Se conoce que cuando se quedó solo en el puesto le dio un trasiego al frasco y con el nerviosismo de esperar a las cabras se lo guardó en el bolsillo sin atornillarle bien el tapón, y al agacharse a dar de cuerpo se le desparramó todo el coñac, y él lo sintió que le iba los riñones abajo y se creyó que le había reventado la vejiga de la orina.
—No gana uno para sustos —dijo—. Escuchadme todos lo que voy a decir: hago promesa a las Santas Benditas, Nunilón y Alodía, de no probar una gota de coñac en lo que queda de año.
—¡Qué alegría tan grande le vas a dar a las Santas, Domingo! —dijo don Fernando—. ¿Sabes lo que debía yo hacer ahora contigo?, te lo voy a decir: ganas me dan de pegarte un tiro en la barriga para que te mueras de verdad.
—Hombre, Nando, ¡no te pongas así conmigo! Todo lo que me digáis es poco y os lo perdono. Comprendo el disgusto que os he dado. Vamos a olvidarlo y a ocuparnos de lo que nos ha traído aquí. Hemos venido a cazar, ¿no es eso?, pues vamos a hablar de cacería.
Como estaba en razón lo que decía y las cosas malas sólo son malas cuando tienen mal fin, todos nos fuimos sosegando. Don Domingo sacó la petaca y nos pusimos a liar, y todo iba ya como una seda, hasta que a Manolico se le ocurrió preguntar por las reses que se habían matado, porque ya empezaba a calentar el sol y convenía aviarlas.

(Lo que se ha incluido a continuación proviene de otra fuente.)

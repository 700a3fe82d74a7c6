//! End-to-end coverage of the Q&A pipeline (C13 generate -> C14 reverse ->
//! C15 validate) wired together the way a real ingestion adapter would use
//! it, using the deterministic mock LLM instead of a network call.

mod common;

use common::{sample_relationships, sample_sections, test_context};
use plexus_hybrid::config::QAGenerationConfig;
use plexus_hybrid::document::{Document, DocumentId};
use plexus_hybrid::llm::{LlmClient, MockLlmClient};
use plexus_hybrid::qa::{generate_reversal_batch, QABatch, QaGenerator, QaValidator, QuestionType};
use std::collections::HashMap;
use std::sync::Arc;

fn fast_config(weights: HashMap<QuestionType, f32>) -> QAGenerationConfig {
    let mut config = QAGenerationConfig::default();
    config.question_type_weights = weights;
    config.max_retries = 0;
    config.retry_delay_ms = 0;
    config.semaphore_limit = 4;
    config.min_answer_length = 1;
    config
}

#[tokio::test]
async fn generate_batch_grounds_every_pair_in_a_real_section_title() {
    let mut weights = HashMap::new();
    weights.insert(QuestionType::Factual, 1.0);

    let llm: Arc<dyn LlmClient> = Arc::new(MockLlmClient::default());
    let generator = QaGenerator::new(llm, fast_config(weights));

    let pairs = generator.generate_batch("documents/doc-1", &sample_sections(), &sample_relationships(), 3).await;

    assert!(!pairs.is_empty());
    for pair in &pairs {
        assert_eq!(pair.question_type, QuestionType::Factual);
        assert!(pair.answer.contains('A'), "answer {:?} should ground in the section title", pair.answer);
    }
}

#[tokio::test]
async fn reversal_batch_never_reuses_an_existing_reversal_and_respects_the_ratio() {
    let mut weights = HashMap::new();
    weights.insert(QuestionType::Factual, 1.0);
    let llm: Arc<dyn LlmClient> = Arc::new(MockLlmClient::default());
    let generator = QaGenerator::new(llm, fast_config(weights));

    let pairs = generator.generate_batch("documents/doc-1", &sample_sections(), &sample_relationships(), 5).await;
    assert!(!pairs.is_empty());

    let reversed = generate_reversal_batch(&pairs, 0.5);
    assert!(reversed.len() <= pairs.len());
    assert!(reversed.iter().all(|p| p.question_type == QuestionType::Reversal));
    assert!(reversed.iter().all(|p| p.reversal_of.is_some()));
}

#[tokio::test]
async fn validator_marks_a_batch_cited_against_the_store_backed_corpus() {
    // Exercises the full document-store -> corpus_blocks fallback ->
    // CorpusValidator -> QaValidator chain: the document carries no explicit
    // corpus_blocks rows, so the store must synthesize one from its own text
    // for the grounded pair below to validate.
    let ctx = test_context(8);
    let document = Document::new(
        "documents",
        "text",
        "Plexus Hybrid combines lexical, semantic, tag, and graph search across a knowledge base.",
    );
    ctx.store.insert_document(&document).await.unwrap();

    let grounded = sample_qa_pair(&document.text, QuestionType::Factual);
    let ungrounded = sample_qa_pair("Sourdough bread requires a long, cold fermentation.", QuestionType::Factual);

    let mut batch = QABatch::new(document.id.as_str(), vec![grounded, ungrounded]);
    let validator = QaValidator::new(0.7);
    validator
        .validate_batch(ctx.store.as_ref(), &DocumentId::from_string(document.id.as_str().to_string()), &mut batch)
        .await
        .unwrap();

    assert_eq!(batch.valid_pairs, 1);
    assert!(batch.qa_pairs[0].citation_found);
    assert!(!batch.qa_pairs[1].citation_found);
    assert!(batch.qa_pairs.iter().all(|p| p.satisfies_citation_invariant(0.7)));
}

fn sample_qa_pair(answer: &str, question_type: QuestionType) -> plexus_hybrid::qa::QAPair {
    plexus_hybrid::qa::QAPair {
        key: format!("qa-{answer}"),
        question: "What does this describe?".to_string(),
        thinking: String::new(),
        answer: answer.to_string(),
        question_type,
        difficulty: "easy".to_string(),
        confidence: 0.8,
        temperature_used: 0.3,
        source_section: "s1".to_string(),
        source_hash: "hash-s1".to_string(),
        evidence_blocks: vec![],
        relationship_types: vec![],
        related_entities: vec![],
        validation_score: None,
        citation_found: false,
        reversal_of: None,
    }
}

Pues al oír aquello, allí nadie dijo esta boca es mía: empezaron a mirarse unos a otros, como los niños cuando dicen: yo no he sido. «Pues por falta de tiros no habrá sido», pensé yo. Pero el Tío Pimporra parecía como si hubiera leído lo que yo pensaba, y fue él quien lo dijo:
—Por falta de fogueo no habrá sido, que han gastado ustedes pólvora para volar una catedral.
Pero nos quedaba una sorpresa todavía: uno de los señores de Huéscar se había alejado un poco y volvió hacia donde estábamos trayendo al hombro un bicho cogido de las patas, y fue y lo dejó caer en el suelo, en medio del grupo. ¿Y qué era aquello? ¡Las Santas Benditas!, un zorro blanco, pero blanco, blanco como la leche, que yo no había visto en mi vida un bicho semejante, ni creo que haya otro en toda la sierra. Todo estábamos asombrados viendo aquello cuando oí a don Domingo que me decía:
—¡Ea!, ya lo estás viendo, Julián. Las cabras se han ido, pero el viaje no lo hemos hecho en balde.
El Tío Pimporra le dio la vuelta al animal aquel, empujándole con la punta del pie, y dijo como hablando consigo mismo:
—¡Hay que ver! A quien se le diga que hemos venido hasta aquí, con lo lejísimos que está, a matar un lulú.